Rather than thinking of crazing every bit something that is "caused" past something else, it is better to think of crazing as show that a clay and glaze are not expansion-compatible. Viewing crazing every bit a material level problem might be OK for certain highly fritted low temperature glazes, but it does not piece of work for stoneware glazes. Information technology is oxides of loftier expansion that cause crazing, not materials. That is why crazing is a problem that is much more finer solved on the oxide or formula level using simple calculations (e.m. substituting fluxing oxides of lower expansion for those with higher expansion).

In the end, while it may be feasible to increase the body expansion, virtually oft it is more practical to control crazing by adjusting the chemical science of the fired glaze in such a manner that fired backdrop are maintained while expansion is decreased. Just remember, if a glaze crazes, it is a sign of big trouble; not the type of thing that small adjustments, material additions, or firing changes are going to hands solve.

Related Data

Adding silica will fix crazing, correct? Not hither.

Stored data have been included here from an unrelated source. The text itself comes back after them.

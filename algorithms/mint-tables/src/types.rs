//! Shared types used across the mint-tables library.

use thiserror::Error;

// =============================================================================
// INDEX RANGE
// =============================================================================

/// Period index `n` of a table row.
pub type Index = u8;

/// Number of rows in every table (`n = 0..=14`).
///
/// Fixed by the length of the constant arrays in the consuming contract.
pub const TABLE_LEN: usize = 15;

/// Iterate the table indices `0..=14` in ascending order.
pub fn indices() -> impl Iterator<Item = Index> {
    (0..TABLE_LEN).filter_map(|n| Index::try_from(n).ok())
}

// =============================================================================
// ERROR TYPES
// =============================================================================

/// Result alias used throughout the crate.
pub type Result<T> = core::result::Result<T, Error>;

/// Arithmetic, encoding and parsing failures.
///
/// Every variant is a development-time defect for the fixed production
/// constants; none of them is recovered from.
#[derive(Debug, Clone, PartialEq, Eq, Error)]
pub enum Error {
    /// A decimal literal could not be parsed.
    #[error("invalid decimal literal '{0}'")]
    InvalidLiteral(String),

    /// Working precision must be at least one significant digit.
    #[error("invalid precision {0}: at least one significant digit is required")]
    InvalidPrecision(u32),

    /// Division (or a negative power) of zero.
    #[error("division by zero")]
    DivisionByZero,

    /// `beta` must be greater than one and `gamma` must lie strictly between zero and one.
    #[error("constant {name} = {value} is out of range")]
    ConstantOutOfRange {
        /// Constant name (`beta` or `gamma`).
        name: &'static str,
        /// Offending value, rendered as a plain decimal.
        value: String,
    },

    /// The scaled value does not fit a signed 128-bit integer.
    #[error("value {0} does not fit a 64.64 fixed-point integer")]
    FixedPointOverflow(String),

    /// A fixed-size array declaration in contract source could not be parsed.
    #[error("malformed array declaration: {0}")]
    MalformedArray(String),
}
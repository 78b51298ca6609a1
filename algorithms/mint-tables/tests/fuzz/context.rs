use bolero::check;
use mint_tables::{Context, Decimal};
use num_bigint::BigInt;
use num_rational::BigRational;
use num_traits::{Pow, Signed};

fn to_ratio(value: &Decimal) -> BigRational {
    let ten = BigInt::from(10u8);
    let scale: BigInt = Pow::pow(ten, value.exponent().unsigned_abs());
    if value.exponent() >= 0 {
        BigRational::from_integer(value.coefficient() * scale)
    } else {
        BigRational::new(value.coefficient().clone(), scale)
    }
}

/// `result` carries at most `precision` digits and lies within half a unit
/// of its last digit from `exact`.
fn assert_correctly_rounded(result: &Decimal, exact: &BigRational, precision: u32) {
    let digits = result.coefficient().magnitude().to_str_radix(10).len();
    assert!(digits <= precision as usize, "{result} has {digits} digits");

    let unit = to_ratio(&Decimal::new(BigInt::from(1), result.exponent()));
    let error = (to_ratio(result) - exact).abs();
    assert!(
        error * BigInt::from(2) <= unit,
        "{result} is not within half a unit of the exact value"
    );
}

#[test]
fn fuzz_division_is_correctly_rounded() {
    check!()
        .with_type::<(i64, i64, u8)>()
        .for_each(|&(numerator, denominator, precision)| {
            if denominator == 0 {
                return;
            }
            let precision = u32::from(precision % 40) + 1;
            let ctx = Context::new(precision).unwrap();
            let a = Decimal::from_integer(numerator);
            let b = Decimal::from_integer(denominator);

            let quotient = ctx.div(&a, &b).unwrap();
            let exact = BigRational::new(BigInt::from(numerator), BigInt::from(denominator));
            assert_correctly_rounded(&quotient, &exact, precision);
        });
}

#[test]
fn fuzz_arithmetic_is_correctly_rounded() {
    check!()
        .with_type::<(i64, u8, i64, u8, u8)>()
        .for_each(|&(x, x_scale, y, y_scale, precision)| {
            let precision = u32::from(precision % 40) + 1;
            let ctx = Context::new(precision).unwrap();
            let a = Decimal::new(BigInt::from(x), -i64::from(x_scale % 30));
            let b = Decimal::new(BigInt::from(y), -i64::from(y_scale % 30));
            let (ra, rb) = (to_ratio(&a), to_ratio(&b));

            assert_correctly_rounded(&ctx.add(&a, &b), &(&ra + &rb), precision);
            assert_correctly_rounded(&ctx.sub(&a, &b), &(&ra - &rb), precision);
            assert_correctly_rounded(&ctx.mul(&a, &b), &(&ra * &rb), precision);
            assert_eq!(a.cmp(&b), ra.cmp(&rb), "ordering disagrees for {a} and {b}");
        });
}
//! Generator for lookup-table test vectors
//!
//! Prints the JSON consumed by `tests/vectors.rs` (`tests/test_vectors.json`).
//! One vector per formula, 15 rows each.
#![allow(clippy::unwrap_used)]
use mint_tables::{Formula, GeneratorConfig, DISPLAY_PLACES};
use serde_json::json;

fn main() {
    let config = GeneratorConfig::production().unwrap();
    let mut vectors = Vec::new();

    for formula in Formula::ALL {
        let table = config.generate(formula).unwrap();
        let rows: Vec<_> = table
            .entries()
            .iter()
            .map(|entry| {
                json!({
                    "n": entry.index,
                    "term": entry.term.to_fixed_string(DISPLAY_PLACES),
                    "fixed": entry.fixed.to_string(),
                })
            })
            .collect();

        vectors.push(json!({
            "formula": formula.name(),
            "rows": rows,
        }));
    }

    let output = json!({ "vectors": vectors });
    println!("{}", serde_json::to_string_pretty(&output).unwrap());
}
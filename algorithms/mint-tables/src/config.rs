//! Generator configuration.

use crate::decimal::Context;
use crate::formula::{Constants, Formula};
use crate::table::ResultTable;
use crate::types::Result;

/// Solidity type used for the emitted constant arrays.
pub const ARRAY_TYPE: &str = "int128";

/// Everything that determines the generated output.
#[derive(Debug, Clone, PartialEq, Eq)]
pub struct GeneratorConfig {
    /// Arithmetic context (precision and rounding).
    pub context: Context,
    /// The `beta` / `gamma` pair.
    pub constants: Constants,
    /// Element type of the emitted arrays.
    pub array_type: &'static str,
}

impl GeneratorConfig {
    /// Production settings: 60 significant digits, deployed constants, `int128`.
    ///
    /// # Errors
    /// Mirrors [`Constants::production`].
    pub fn production() -> Result<Self> {
        Ok(Self {
            context: Context::default(),
            constants: Constants::production()?,
            array_type: ARRAY_TYPE,
        })
    }

    /// Same configuration with a different arithmetic context.
    #[must_use]
    pub fn with_context(self, context: Context) -> Self {
        Self { context, ..self }
    }

    /// Generate the table for `formula`.
    ///
    /// # Errors
    /// See [`ResultTable::generate`].
    pub fn generate(&self, formula: Formula) -> Result<ResultTable> {
        ResultTable::generate(formula, &self.constants, self.context)
    }
}
//! 64.64 Fixed-Point Encoding
//!
//! A signed 128-bit integer whose value is the real number times `2^64`:
//! 64 integer bits, 64 fractional bits. This is the representation the
//! consuming contract stores in its `int128` constants.

use crate::decimal::{Context, Decimal};
use crate::types::{Error, Result};
use core::fmt;
use num_bigint::BigInt;
use num_traits::{One, Pow};

/// Number of fractional bits.
pub const FRACTIONAL_BITS: u32 = 64;

/// A 64.64 fixed-point number.
#[derive(Debug, Clone, Copy, PartialEq, Eq, PartialOrd, Ord, Hash)]
pub struct Fixed64x64(i128);

impl Fixed64x64 {
    /// `1.0`, i.e. `2^64`.
    pub const ONE: Self = Self(1 << FRACTIONAL_BITS);

    /// Wrap raw bits.
    pub const fn from_bits(bits: i128) -> Self {
        Self(bits)
    }

    /// Raw bits as stored on chain.
    pub const fn to_bits(self) -> i128 {
        self.0
    }

    /// Encode `term` as `round(term * 2^64)`, ties to even.
    ///
    /// The multiplication is carried out in `ctx`, so the rounding decision
    /// sees the same digits as the rest of the pipeline.
    ///
    /// # Errors
    /// Returns [`Error::FixedPointOverflow`] if the result does not fit `i128`.
    pub fn from_decimal(term: &Decimal, ctx: Context) -> Result<Self> {
        let scaled = ctx.mul(term, &scale());
        let rounded = scaled.round_to_integer();
        i128::try_from(&rounded)
            .map(Self)
            .map_err(|_| Error::FixedPointOverflow(rounded.to_string()))
    }

    /// Exact decimal value `bits / 2^64`.
    ///
    /// `2^-64 = 5^64 * 10^-64`, so the conversion never rounds.
    pub fn to_decimal(self) -> Decimal {
        let five_pow = Pow::pow(BigInt::from(5u8), FRACTIONAL_BITS);
        Decimal::new(BigInt::from(self.0) * five_pow, -i64::from(FRACTIONAL_BITS))
    }
}

impl fmt::Display for Fixed64x64 {
    fn fmt(&self, f: &mut fmt::Formatter<'_>) -> fmt::Result {
        write!(f, "{}", self.0)
    }
}

fn scale() -> Decimal {
    Decimal::new(BigInt::one() << FRACTIONAL_BITS, 0)
}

Thee porcelain mugs, the glaze on two are crazed

G2926B (center and right) is a clear cone 6 glaze created by simply adding 10% silica to Perkins Studio clear (a glaze that had a slight trend delay-craze on common porcelains we use). Amazingly that glaze tolerated the silica addition very well, continuing to fire to an ultra gloss crystal clear. That change eliminated the crazing issues on most of our bodies. The loving cup on the right is one of them, that body is vitreous, near-zero-porosity, and fits about glazes. Why? Because it has 24% silica in the recipe. The center porcelain is too dense and vitreous, but it merely has 17% silica, that is why it is crazing this coat. Then I added 5% more than silica to the glaze, it continued to produce an ultra smooth glossy, and practical it to the 17% body on the left. Why did not ready the crazing? That silica add-on to the glaze but reduces the calculated expansion from 6.0 to five.9, clearly not enough to prepare the trouble. And then, the obvious solution seems to be use the porcelain on the right. Are you wondering why adding silica to a body raises its thermal expansion, and calculation it to a glaze lowers information technology? Mineralogy is the reason.

Links

Tests Co-efficient of Linear Expansion
Glossary Quartz Inversion
In ceramics, this refers to the sudden volume modify in crystalline quartz particles experience as they laissez passer upwards and downward through 573C. Fired cracks are frequently related to this.
Glossary Cristobalite Inversion
In ceramics, cristobalite is a grade (polymorph) of silica. During firing quartz particles in porcelain tin catechumen to cristobalite. This has implications on the thermal expansion of the fired matrix.
Glossary Stoneware
To potters, stonewares are just high temperature, not-white bodies fired to sufficient density to make functional ware that is strong and durable.
Media Desktop Insight 3 - Dealing With Crazing
Learn what crazing is, how it is related to glaze chemistry, how INSIGHT calculates thermal expansion and how to substitute loftier expansion oxides (e.g. Na2O, K2O) with lower expansion ones (e.thousand. MgO, Li2O, B2O3).
Materials Feldspar
Troubles Glaze Crazing
Inquire the right questions to analyse the real cause of glaze crazing. Do not just care for the symptoms, the real cause is thermal expansion mismatch with the trunk.
Articles The Effect of Coat Fit on Fired Ware Strength
The fit between body and coat is similar a marriage, if is is strong the marriage can survive problems. Likewise ceramic ware with well plumbing equipment glaze is much stronger than you think information technology might be, and vice versa.
Articles Understanding Thermal Expansion in Ceramic Glazes
Understanding thermal expansion is the key to dealing with crazing or shivering. There is a rich mans and poor mans way to fit glazes, the latter might be better.
Manufactures Bringing Out the Big Guns in Craze Control: MgO (G1215U)
MgO is the cloak-and-dagger weapon of craze control. If your application can tolerate it yous can create a cone 6 base coat of very low thermal expansion that is very resistant to crazing.